Chapter 6.1, Problem 12E

Interpretation Introduction

Interpretation:

A certain system is known to have exactly two fixed points and they are saddle points. To sketch the phase portraits in which there is a single trajectory that connects the saddles and there is no trajectory that connects the saddles.

Concept Introduction:

Fixed points are nothing but the function equals to zero.

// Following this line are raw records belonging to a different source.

//! Input Surface Module
//!
//! The container the manager listens on: a canvas element, a window, or any
//! focusable region. The manager attaches one listener per recognised event
//! type when a surface is set and releases every one of them when the
//! surface is replaced, cleared, or the manager is destroyed.

use std::cell::{Cell, RefCell};
use std::rc::Rc;

use super::event::RawEventType;

/// Bounding rectangle of a container, in the host's client coordinates.
#[derive(Debug, Clone, Copy, Default, PartialEq)]
pub struct SurfaceRect {
    pub left: f32,
    pub top: f32,
    pub width: f32,
    pub height: f32,
}

impl SurfaceRect {
    pub fn new(left: f32, top: f32, width: f32, height: f32) -> Self {
        Self {
            left,
            top,
            width,
            height,
        }
    }

    /// Rectangle anchored at the origin (window-sized containers).
    pub fn from_size(width: f32, height: f32) -> Self {
        Self::new(0.0, 0.0, width, height)
    }

    /// A rectangle without area cannot produce device coordinates.
    pub fn is_empty(&self) -> bool {
        !(self.width > 0.0 && self.height > 0.0)
    }

    /// Width / height, or 1.0 for an empty rectangle.
    pub fn aspect_ratio(&self) -> f32 {
        if self.is_empty() {
            1.0
        } else {
            self.width / self.height
        }
    }
}

/// Opaque handle for one attached listener.
#[derive(Debug, Clone, Copy, PartialEq, Eq, Hash)]
pub struct ListenerHandle(pub u64);

/// A container that input listeners can be attached to.
pub trait InputSurface {
    /// Current bounds of the container.
    fn bounds(&self) -> SurfaceRect;

    /// Start listening for `event_type`.
    fn add_listener(&self, event_type: RawEventType) -> ListenerHandle;

    /// Stop listening. Unknown handles are ignored.
    fn remove_listener(&self, handle: ListenerHandle);
}

/// Listener-counting surface for hosts that pump events themselves.
///
/// The host keeps the bounds current and asks [`CanvasSurface::is_listening`]
/// before forwarding an event, the same way a DOM element only delivers
/// events it has listeners for.
#[derive(Debug, Default)]
pub struct CanvasSurface {
    bounds: Cell<SurfaceRect>,
    listeners: RefCell<Vec<(ListenerHandle, RawEventType)>>,
    next_handle: Cell<u64>,
}

impl CanvasSurface {
    pub fn new(bounds: SurfaceRect) -> Self {
        Self {
            bounds: Cell::new(bounds),
            listeners: RefCell::new(Vec::new()),
            next_handle: Cell::new(1),
        }
    }

    /// Create a shareable surface, ready for `set_container`.
    pub fn shared(bounds: SurfaceRect) -> Rc<Self> {
        Rc::new(Self::new(bounds))
    }

    /// Update the bounds, e.g. after a window resize.
    pub fn set_bounds(&self, bounds: SurfaceRect) {
        self.bounds.set(bounds);
    }

    /// Number of listeners currently attached.
    pub fn listener_count(&self) -> usize {
        self.listeners.borrow().len()
    }

    /// Whether any listener is attached for `event_type`.
    pub fn is_listening(&self, event_type: RawEventType) -> bool {
        self.listeners.borrow().iter().any(|(_, t)| *t == event_type)
    }
}

impl InputSurface for CanvasSurface {
    fn bounds(&self) -> SurfaceRect {
        self.bounds.get()
    }

    fn add_listener(&self, event_type: RawEventType) -> ListenerHandle {
        let handle = ListenerHandle(self.next_handle.get().max(1));
        self.next_handle.set(handle.0 + 1);
        self.listeners.borrow_mut().push((handle, event_type));
        handle
    }

    fn remove_listener(&self, handle: ListenerHandle) {
        self.listeners.borrow_mut().retain(|(h, _)| *h != handle);
    }
}

/// Listeners attached to one surface; released when dropped.
pub(crate) struct AttachedSurface {
    surface: Rc<dyn InputSurface>,
    listeners: Vec<(ListenerHandle, RawEventType)>,
}

impl AttachedSurface {
    /// Attach the full listener set to `surface`.
    pub(crate) fn attach(surface: Rc<dyn InputSurface>) -> Self {
        let listeners = RawEventType::LISTENED
            .iter()
            .map(|&event_type| (surface.add_listener(event_type), event_type))
            .collect();
        Self { surface, listeners }
    }

    /// Whether this guard belongs to `other` (pointer identity).
    pub(crate) fn is_same(&self, other: &Rc<dyn InputSurface>) -> bool {
        std::ptr::addr_eq(Rc::as_ptr(&self.surface), Rc::as_ptr(other))
    }

    pub(crate) fn bounds(&self) -> SurfaceRect {
        self.surface.bounds()
    }

    pub(crate) fn listens_for(&self, event_type: RawEventType) -> bool {
        self.listeners.iter().any(|(_, t)| *t == event_type)
    }
}

impl Drop for AttachedSurface {
    fn drop(&mut self) {
        for (handle, _) in self.listeners.drain(..) {
            self.surface.remove_listener(handle);
        }
    }
}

In mathematical form is can be written as $\text{f}\left({\text{x}}^{*}\right)\text{ = 0}$.

The linear system $\dot{\text{x}}\text{ = f}\left(\text{x, y}\right)$ and $\dot{\text{y}}\text{ = g}\left(\text{x, y}\right)$ can be expressed in the form $\left(\begin{array}{l}\dot{\text{x}}\\ \dot{\text{y}}\end{array}\right)=\left(\begin{array}{cc}\frac{\partial \dot{\text{x}}}{\partial \text{x}}& \frac{\partial \dot{\text{x}}}{\partial y}\\ \frac{\partial \dot{\text{y}}}{\partial \text{x}}& \frac{\partial \dot{\text{y}}}{\partial \text{y}}\end{array}\right)\left(\begin{array}{l}\text{x}\\ \text{y}\end{array}\right)$.

Here, $\left(\begin{array}{cc}\frac{\partial \dot{\text{x}}}{\partial \text{x}}& \frac{\partial \dot{\text{x}}}{\partial y}\\ \frac{\partial \dot{\text{y}}}{\partial \text{x}}& \frac{\partial \dot{\text{y}}}{\partial \text{y}}\end{array}\right)$ is Jacobian matrix at any fixed point ${\text{(x}}^{\text{*}}{\text{,y}}^{\text{*}}\text{)}$.